Chapitre 30
" - Je crois qu'il vous adore, plus qu'il n'essaye de nous faire croire à tous et à lui-même... "
Belle retournait cette phrase dans tous les sens possibles afin de la décrypter hélas sans succès. Elle ne pouvait pas se référer à la seule hypothèse de Salomé.
La nuit était tombée, elle n'avait toujours pas de nouvelle de Jafar. Incapable de tenir plus longtemps sans avoir des réponses à ses questions, Belle quitta sa chambre pour traverser le couloir obscur. Consciente qu'elle prenait un risque, Belle lissa nerveusement les plis de la longue chemise en coton qu'elle portait.
Devant les deux portes qui renfermaient le monarque en colère Belle hésita plusieurs secondes avant de les ouvrir doucement.
Le risque était pris, elle ne pouvait plus reculer lorsqu'elle le vit, assis dans un majestueux fauteuil.
Dans les lueurs des lampes tamisées elle put déceler son regard et comprit qu'en rien, sa colère ne s'était apaisé.
La peur la gagna, parce que pour la première fois elle avait l'impression de faire face à l'autoritaire guerrier.
Soudain elle se remémora une vieille conversation qu'ils avaient eu à New-York.
" - Vous jouez un rôle auprès des invités mais au fond de vous se cache votre véritable nature "
- Tu devrais regagner ta chambre Belle, lui conseilla-t-il d'une sombre voix.

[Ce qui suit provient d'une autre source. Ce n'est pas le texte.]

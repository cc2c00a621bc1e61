//! MindMapEngine - one viewer session.
//!
//! The engine owns the loaded document and everything derived from it:
//! - the radial layout (SoA position buffers)
//! - the spatial index used for pointer hit testing
//! - the entrance reveal schedule and its playback cursor
//! - the interaction manager (selection, hover, press)
//!
//! Loading a document recomputes all derived state in one synchronous pass
//! and resets the selection. A document that fails validation is replaced by
//! the built-in sample so the viewer always has something to show.

use serde::{Deserialize, Serialize};

use crate::error::MindMapError;
use crate::interaction::{InteractionManager, SelectionEvent};
use crate::layout::{RadialConfig, RadialLayout, RadialLayoutResult};
use crate::render::{to_svg, RenderStyle, RevealCursor, RevealEvent, RevealSchedule, Scene};
use crate::spatial::{NodeCircle, SpatialIndex};
use crate::tree::{MindMapDocument, NodeKey, Outline};

/// Configuration for a viewer session.
#[derive(Debug, Clone, PartialEq, Default, Serialize, Deserialize)]
#[serde(default)]
pub struct EngineConfig {
    pub layout: RadialConfig,
    pub style: RenderStyle,
}

/// The summary pair shown next to the diagram.
#[derive(Debug, Clone, Copy, PartialEq, Eq, Serialize)]
#[serde(rename_all = "camelCase")]
pub struct Summary {
    pub total_nodes: usize,
    pub max_depth: u32,
}

/// What happened to a supplied document.
#[derive(Debug, Clone, PartialEq, Eq)]
pub enum LoadOutcome {
    /// The supplied document is now shown.
    Loaded,
    /// The supplied document was rejected; the sample is shown instead.
    FellBack(MindMapError),
}

impl LoadOutcome {
    pub fn is_loaded(&self) -> bool {
        matches!(self, Self::Loaded)
    }
}

/// A single mind map viewer session.
pub struct MindMapEngine {
    config: EngineConfig,
    layout: RadialLayout,
    document: MindMapDocument,
    positions: RadialLayoutResult,
    spatial: SpatialIndex,
    schedule: RevealSchedule,
    cursor: RevealCursor,
    interaction: InteractionManager,
}

impl MindMapEngine {
    /// Create an engine showing the sample document.
    pub fn new() -> Self {
        Self::with_config(EngineConfig::default())
    }

    /// Create an engine with custom layout and style, showing the sample.
    pub fn with_config(config: EngineConfig) -> Self {
        let mut engine = Self {
            layout: RadialLayout::new(config.layout.clone()),
            config,
            document: MindMapDocument::empty(""),
            positions: RadialLayoutResult::default(),
            spatial: SpatialIndex::new(),
            schedule: RevealSchedule::default(),
            cursor: RevealCursor::new(),
            interaction: InteractionManager::new(),
        };
        engine.load(MindMapDocument::sample());
        engine
    }

    // =========================================================================
    // Loading
    // =========================================================================

    /// Replace the current document and recompute everything derived from it.
    pub fn load(&mut self, document: MindMapDocument) {
        self.positions = self.layout.compute(&document);

        let circles = document
            .walk()
            .filter_map(|(key, node)| {
                let pos = self.positions.position(key)?;
                Some(NodeCircle::new(
                    key,
                    pos.x,
                    pos.y,
                    self.config.style.radius_for(node.level),
                ))
            })
            .collect();
        self.spatial.rebuild(circles);

        self.schedule = RevealSchedule::new(&document);
        self.cursor.restart();
        self.interaction.reset();

        tracing::info!(
            title = document.title(),
            nodes = document.count_nodes(),
            depth = document.depth(),
            "loaded mind map"
        );
        self.document = document;
    }

    /// Load `result` if it is a valid document, otherwise the sample.
    pub fn load_or_sample(&mut self, result: Result<MindMapDocument, MindMapError>) -> LoadOutcome {
        match result {
            Ok(document) => {
                self.load(document);
                LoadOutcome::Loaded
            }
            Err(err) => {
                tracing::warn!(error = %err, "rejected mind map document, showing sample");
                self.load_sample();
                LoadOutcome::FellBack(err)
            }
        }
    }

    /// Open the viewer with the document handed over by the generator, if any.
    pub fn open(&mut self, supplied: Option<MindMapDocument>) {
        match supplied {
            Some(document) => self.load(document),
            None => self.load_sample(),
        }
    }

    /// Decode, validate, and load a nested document from JSON text.
    pub fn load_json(&mut self, json: &str) -> LoadOutcome {
        self.load_or_sample(MindMapDocument::from_json(json))
    }

    /// Validate and load a flat outline.
    pub fn load_outline(&mut self, outline: Outline) -> LoadOutcome {
        self.load_or_sample(MindMapDocument::from_outline(outline))
    }

    pub fn load_sample(&mut self) {
        self.load(MindMapDocument::sample());
    }

    // =========================================================================
    // Document Info
    // =========================================================================

    pub fn document(&self) -> &MindMapDocument {
        &self.document
    }

    pub fn config(&self) -> &EngineConfig {
        &self.config
    }

    pub fn positions(&self) -> &RadialLayoutResult {
        &self.positions
    }

    pub fn summary(&self) -> Summary {
        Summary {
            total_nodes: self.document.count_nodes(),
            max_depth: self.document.depth(),
        }
    }

    // =========================================================================
    // Rendering
    // =========================================================================

    /// Snapshot of the diagram with the current highlight.
    pub fn scene(&self) -> Scene {
        let highlight = self.interaction.highlight(&self.document);
        Scene::build(&self.document, &self.positions, &highlight, &self.config.style)
    }

    pub fn to_svg(&self) -> String {
        to_svg(&self.scene(), self.document.title(), &self.config.style)
    }

    // =========================================================================
    // Pointer Input
    // =========================================================================

    /// Node under a point, if any. Unrevealed nodes are hit too.
    ///
    /// The pressed or hovered node is tested at the size it is drawn.
    pub fn hit_test(&self, x: f32, y: f32) -> Option<NodeKey> {
        let style = &self.config.style;
        let scaled = match (self.interaction.pressed(), self.interaction.hovered()) {
            (Some(key), _) => Some((key, style.press_scale)),
            (None, Some(key)) => Some((key, style.hover_scale)),
            (None, None) => None,
        };
        self.spatial.hit_scaled(x, y, scaled)
    }

    /// Returns the node that was pressed, if any.
    pub fn pointer_down(&mut self, x: f32, y: f32) -> Option<NodeKey> {
        let target = self.hit_test(x, y);
        self.interaction.press(target);
        target
    }

    /// Returns whether the release completed a click that changed selection.
    pub fn pointer_up(&mut self, x: f32, y: f32) -> bool {
        let target = self.hit_test(x, y);
        self.interaction.release(&self.document, target)
    }

    /// Returns whether the hovered node changed.
    pub fn pointer_move(&mut self, x: f32, y: f32) -> bool {
        let target = self.hit_test(x, y);
        self.interaction.hover(target)
    }

    pub fn pointer_leave(&mut self) {
        self.interaction.leave();
    }

    // =========================================================================
    // Selection
    // =========================================================================

    /// Select a node by id, as the details panel or a host shortcut would.
    pub fn select(&mut self, id: &str) -> Result<bool, MindMapError> {
        self.interaction.select(&self.document, id)
    }

    pub fn selected_id(&self) -> Option<&str> {
        self.interaction.selected_id()
    }

    pub fn interaction(&self) -> &InteractionManager {
        &self.interaction
    }

    /// Take the selection transitions not yet delivered.
    pub fn drain_events(&mut self) -> Vec<SelectionEvent> {
        self.interaction.drain_events().collect()
    }

    // =========================================================================
    // Entrance Animation
    // =========================================================================

    pub fn reveal_schedule(&self) -> &RevealSchedule {
        &self.schedule
    }

    /// Events due `elapsed_secs` into the entrance that were not yet returned.
    pub fn tick_reveal(&mut self, elapsed_secs: f32) -> &[RevealEvent] {
        self.cursor.advance(&self.schedule, elapsed_secs)
    }

    pub fn restart_reveal(&mut self) {
        self.cursor.restart();
    }
}

impl Default for MindMapEngine {
    fn default() -> Self {
        Self::new()
    }
}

Belle résista à l'ordre qu'il venait de lui donner et referma la porte.
- Je ne supporte pas ton silence que je ne mérite pas, déclara Belle en restant près de la porte.

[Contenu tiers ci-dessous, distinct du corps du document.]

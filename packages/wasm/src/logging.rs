//! Browser console output for `tracing` events.
//!
//! The formatter writes each event into a [`ConsoleWriter`]; when the writer
//! drops, the finished line goes to the console method matching the event's
//! level (`console.warn` for warnings and so on).

use std::io;

use tracing::level_filters::LevelFilter;
use tracing::{Level, Metadata};
use tracing_subscriber::fmt::{self, MakeWriter};
use tracing_subscriber::layer::SubscriberExt;
use tracing_subscriber::util::SubscriberInitExt;
use tracing_subscriber::Layer;
use wasm_bindgen::JsValue;

/// Install the console subscriber. Later calls are no-ops.
pub fn init_console_logging(max_level: LevelFilter) {
    let layer = fmt::layer()
        .with_writer(ConsoleMakeWriter)
        .with_ansi(false)
        .without_time()
        .with_target(true)
        .with_filter(max_level);

    if tracing_subscriber::registry().with(layer).try_init().is_err() {
        tracing::debug!("tracing subscriber already installed");
    }
}

/// Hands out one [`ConsoleWriter`] per event.
#[derive(Debug, Clone, Copy, Default)]
pub struct ConsoleMakeWriter;

impl<'a> MakeWriter<'a> for ConsoleMakeWriter {
    type Writer = ConsoleWriter;

    fn make_writer(&'a self) -> Self::Writer {
        ConsoleWriter::new(Level::INFO)
    }

    fn make_writer_for(&'a self, meta: &Metadata<'_>) -> Self::Writer {
        ConsoleWriter::new(*meta.level())
    }
}

/// Buffers one formatted event.
#[derive(Debug)]
pub struct ConsoleWriter {
    level: Level,
    buf: Vec<u8>,
}

impl ConsoleWriter {
    fn new(level: Level) -> Self {
        Self {
            level,
            buf: Vec::new(),
        }
    }

    /// The buffered line without its trailing newline, if anything was written.
    fn line(&self) -> Option<String> {
        let text = String::from_utf8_lossy(&self.buf);
        let text = text.trim_end();
        (!text.is_empty()).then(|| text.to_string())
    }
}

impl io::Write for ConsoleWriter {
    fn write(&mut self, bytes: &[u8]) -> io::Result<usize> {
        self.buf.extend_from_slice(bytes);
        Ok(bytes.len())
    }

    fn flush(&mut self) -> io::Result<()> {
        Ok(())
    }
}

impl Drop for ConsoleWriter {
    fn drop(&mut self) {
        let Some(line) = self.line() else {
            return;
        };
        let line = JsValue::from(line);
        match self.level {
            Level::ERROR => web_sys::console::error_1(&line),
            Level::WARN => web_sys::console::warn_1(&line),
            Level::INFO => web_sys::console::info_1(&line),
            _ => web_sys::console::debug_1(&line),
        }
    }
}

- J'avais besoin de réfléchir seul.
- En me laissant dans l'ignorance après ton départ dont la froideur m'a laissé sans voix ?
Il ne la regardait pas, le regard rivé sur un point fixe.
- Je te prie de m'excuser pour m'être si mal comporté, dit-il d'une voix si sombre et vibrante de colère qu'elle actionna la poignée.
- Demain, je demanderais à Rachid de me réserver un vol commercial, c'est mieux ainsi.
En disant cela, Belle espérait une réaction de sa part et celle-ci ne tarda pas à se manifester.
- Tu n'iras nulle part Belle, dit-il en se levant pour enfin lui offrir un regard.
Ce dernier n'était qu'un néant de noirceur surplombé d'un avertissement limpide.
- À quoi ça sert de rester ici si c'est pour être confronté à ton silence ? De toute façon il faudra bien que je quitte ton pays tôt ou tard.
Belle savait qu'elle marchait sur un terrain miné mais ne put s'empêcher de le défier pour obtenir de lui une émotion, une pensée...
Il s'approcha dangereusement, comme un félin sur le point d'enfermer sa proie dans les ténèbres d'une mâchoire d'acier.
- Essayes-tu de me mettre hors de moi ? Parce que si c'est le cas tu as réussi.
Elle haussa des épaules en feignant l'indifférence.
- Au moins je parviens à faire sortir une émotion de ton visage impassible, rétorqua-t-elle en le défiant.
Une lueur dangereuse traversa son regard.
- Crois-moi, il ne vaut mieux pas tenter de lire en moi en ce moment, articula-t-il rictus aux lèvres ; Tout est de ma faute, tu n'es pas coupable de cette situation. Je t'ai ramenée ici, je t'ai emmenée dans cette tente en ayant pleine connaissance des risques que je prenais et je t'ai pris ta virginité. Tu as devant toi l'homme lui plus égoïste et le plus monstrueux que la terre n'ai jamais porté. Pourquoi es-tu encore ici Belle ?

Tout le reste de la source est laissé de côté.